Daily, people tell me how shocked they are at how well I am adapting to the loss of my wife. I am moving foward, but my smile is more like camoflage then a real reflection of how I am. Often I just want to be alone, to hide and to dream back to better times. I know this is not good for me, because often bitterness at god and anger at the world push through, and all I want to do is hide in my bubble of self pity and pain, but what good would that bring to me or my children. This thought of my children and how they need me to be the strong one, is what pulls me through each day. I am the role model for them, on how they are to react. If I fall apart, so will they. If I give up, so will they. But if I remain strong and show them how to transpose this trajedy, they will know that they can survive, and with them, so will I.
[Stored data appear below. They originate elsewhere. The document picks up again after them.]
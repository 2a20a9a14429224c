//! Canonical logging macros
//!
//! These macros provide a structured, consistent way to log operations.

/// Log the start of an operation
///
/// # Example
///
/// ```
/// # use changefinder_core::log_op_start;
/// log_op_start!("process");
/// log_op_start!("process", entity_id = "p1");
/// ```
#[macro_export]
macro_rules! log_op_start {
    ($op:expr) => {
        tracing::info!(
            component = module_path!(),
            op = $op,
            event = $crate::logging_facility::schema::EVENT_START,
        );
    };
    ($op:expr, $($field:tt)*) => {
        tracing::info!(
            component = module_path!(),
            op = $op,
            event = $crate::logging_facility::schema::EVENT_START,
            $($field)*
        );
    };
}

/// Log the successful end of an operation
///
/// # Example
///
/// ```
/// # use changefinder_core::log_op_end;
/// log_op_end!("process", duration_ms = 42);
/// ```
#[macro_export]
macro_rules! log_op_end {
    ($op:expr, duration_ms = $duration:expr) => {
        tracing::info!(
            component = module_path!(),
            op = $op,
            event = $crate::logging_facility::schema::EVENT_END,
            duration_ms = $duration,
        );
    };
    ($op:expr, duration_ms = $duration:expr, $($field:tt)*) => {
        tracing::info!(
            component = module_path!(),
            op = $op,
            event = $crate::logging_facility::schema::EVENT_END,
            duration_ms = $duration,
            $($field)*
        );
    };
}

/// Log an operation error
///
/// Accepts anything convertible into [`ExError`](crate::errors::ExError).
///
/// # Example
///
/// ```
/// # use changefinder_core::{log_op_error, errors::ChangeFinderError};
/// let err = ChangeFinderError::EmptyClaim { rule: "manual".to_string() };
/// log_op_error!("process", err, duration_ms = 10);
/// ```
#[macro_export]
macro_rules! log_op_error {
    ($op:expr, $err:expr, duration_ms = $duration:expr) => {{
        use $crate::errors::ExError;
        let ex_err: ExError = $err.into();
        tracing::error!(
            component = module_path!(),
            op = $op,
            event = $crate::logging_facility::schema::EVENT_END_ERROR,
            duration_ms = $duration,
            err_kind = ?ex_err.kind(),
            err_code = ex_err.code(),
        );
    }};
    ($op:expr, $err:expr, duration_ms = $duration:expr, $($field:tt)*) => {{
        use $crate::errors::ExError;
        let ex_err: ExError = $err.into();
        tracing::error!(
            component = module_path!(),
            op = $op,
            event = $crate::logging_facility::schema::EVENT_END_ERROR,
            duration_ms = $duration,
            err_kind = ?ex_err.kind(),
            err_code = ex_err.code(),
            $($field)*
        );
    }};
}
//! In-memory capture of log events for test assertions
//!
//! Every test binary shares one global subscriber, so tests running in
//! parallel see each other's events. Pipeline events carry `entity_id`;
//! filter on an entity id unique to the test with [`TestCapture::for_entity`].

use std::collections::BTreeMap;
use std::sync::{Arc, Mutex, OnceLock};

use tracing::field::{Field, Visit};
use tracing::{Event, Level, Subscriber};
use tracing_subscriber::layer::{Context, SubscriberExt};
use tracing_subscriber::util::SubscriberInitExt;
use tracing_subscriber::Layer;

use crate::logging_facility::schema::{FIELD_ENTITY_ID, FIELD_EVENT, FIELD_OP};

/// One captured event, every field rendered as text
#[derive(Clone, Debug)]
pub struct CapturedEvent {
    pub level: Level,
    pub op: Option<String>,
    pub event: Option<String>,
    pub fields: BTreeMap<String, String>,
}

impl CapturedEvent {
    pub fn field(&self, key: &str) -> Option<&str> {
        self.fields.get(key).map(String::as_str)
    }

    /// Whether this is the `event` of operation `op`
    pub fn is(&self, op: &str, event: &str) -> bool {
        self.op.as_deref() == Some(op) && self.event.as_deref() == Some(event)
    }
}

#[derive(Default)]
struct TextFields(BTreeMap<String, String>);

impl Visit for TextFields {
    fn record_str(&mut self, field: &Field, value: &str) {
        self.0.insert(field.name().to_string(), value.to_string());
    }

    fn record_u64(&mut self, field: &Field, value: u64) {
        self.0.insert(field.name().to_string(), value.to_string());
    }

    fn record_i64(&mut self, field: &Field, value: i64) {
        self.0.insert(field.name().to_string(), value.to_string());
    }

    fn record_bool(&mut self, field: &Field, value: bool) {
        self.0.insert(field.name().to_string(), value.to_string());
    }

    fn record_debug(&mut self, field: &Field, value: &dyn std::fmt::Debug) {
        self.0.insert(field.name().to_string(), format!("{:?}", value));
    }
}

type Sink = Arc<Mutex<Vec<CapturedEvent>>>;

struct CaptureLayer {
    sink: Sink,
}

impl<S: Subscriber> Layer<S> for CaptureLayer {
    fn on_event(&self, event: &Event<'_>, _ctx: Context<'_, S>) {
        let mut fields = TextFields::default();
        event.record(&mut fields);
        let fields = fields.0;

        let captured = CapturedEvent {
            level: *event.metadata().level(),
            op: fields.get(FIELD_OP).cloned(),
            event: fields.get(FIELD_EVENT).cloned(),
            fields,
        };
        if let Ok(mut events) = self.sink.lock() {
            events.push(captured);
        }
    }
}

/// Shared handle onto everything captured so far
#[derive(Clone)]
pub struct TestCapture {
    sink: Sink,
}

impl TestCapture {
    pub fn events(&self) -> Vec<CapturedEvent> {
        self.sink.lock().map(|e| e.clone()).unwrap_or_default()
    }

    /// Events logged while processing snapshots of `entity_id`
    pub fn for_entity(&self, entity_id: &str) -> Vec<CapturedEvent> {
        self.events()
            .into_iter()
            .filter(|e| e.field(FIELD_ENTITY_ID) == Some(entity_id))
            .collect()
    }

    /// Events of `entity_id` with the given event name
    pub fn entity_events(&self, entity_id: &str, event: &str) -> Vec<CapturedEvent> {
        self.for_entity(entity_id)
            .into_iter()
            .filter(|e| e.event.as_deref() == Some(event))
            .collect()
    }

    /// # Panics
    ///
    /// Panics if no `event` of operation `op` was captured
    pub fn assert_event_exists(&self, op: &str, event: &str) {
        let events = self.events();
        assert!(
            events.iter().any(|e| e.is(op, event)),
            "no op={} event={} among {} captured events",
            op,
            event,
            events.len()
        );
    }
}

static CAPTURE: OnceLock<TestCapture> = OnceLock::new();

/// Install the capture layer as the global subscriber (once per process)
/// and return the shared handle.
pub fn init_test_capture() -> TestCapture {
    CAPTURE
        .get_or_init(|| {
            let sink = Sink::default();
            // Ignored if another subscriber got there first.
            let _ = tracing_subscriber::registry()
                .with(CaptureLayer { sink: sink.clone() })
                .try_init();
            TestCapture { sink }
        })
        .clone()
}
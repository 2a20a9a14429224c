pub mod attribute;
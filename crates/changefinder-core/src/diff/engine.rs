//! Changed-field computation.

use std::collections::BTreeSet;

use serde_json::Value;

use crate::diff::changed::ChangedFieldSet;
use crate::model::{FieldName, Snapshot};

/// Compute the set of fields that changed between two snapshots.
///
/// - `predecessor` absent: every field of `current`.
/// - Otherwise: every name present in either snapshot that is missing on
///   one side or whose values are not structurally equal.
pub fn compute_changed_fields(predecessor: Option<&Snapshot>, current: &Snapshot) -> ChangedFieldSet {
    let Some(before) = predecessor else {
        return current.fields.keys().cloned().collect();
    };

    let names: BTreeSet<&FieldName> = before.fields.keys().chain(current.fields.keys()).collect();

    names
        .into_iter()
        .filter(|name| before.fields.get(*name) != current.fields.get(*name))
        .cloned()
        .collect()
}

/// Whether two values are numbers within `epsilon` of each other.
///
/// Only scalar numbers qualify. A type mismatch (number vs string, number
/// vs null) or any non-numeric pair is never "close", whatever the values.
pub fn numbers_within_epsilon(a: &Value, b: &Value, epsilon: f64) -> bool {
    match (a.as_f64(), b.as_f64()) {
        (Some(x), Some(y)) => (x - y).abs() < epsilon,
        _ => false,
    }
}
So as I push forward, being strong for the kids, I am finding the strength I need for myself. My family has been wonderful, as well as my increadible friends. Please do not stop checking on me and offering help. I feel that soon I will be able to start accepting your wonderful offers and life will begin to lend shape to my new future. I plan on enjoying all that life still has to offer and not cloud myself in a veil of sadness and depression. This is what Marsi would want from me. This is what her strength taught me. Marsi and I had 18 years together and I look upon that time as a precious gift. I choose not to focus on what could have been, because self pity and pain is a weakness. But instead choose to cherish the life I have had and enjoy the life that is still to come.
As I move forward, I would like to share my journey, much like Marsi shared hers. Marsi started this blog to help women with cancer, find strength and comfort from someone who was on the same path. My path forward is that of a husband alone, a widower, who lost his soul mate to cancer. I can only hope that my words and journey foward can help others who have lost, find peace from their own pain and see the world as a beautiful place once again.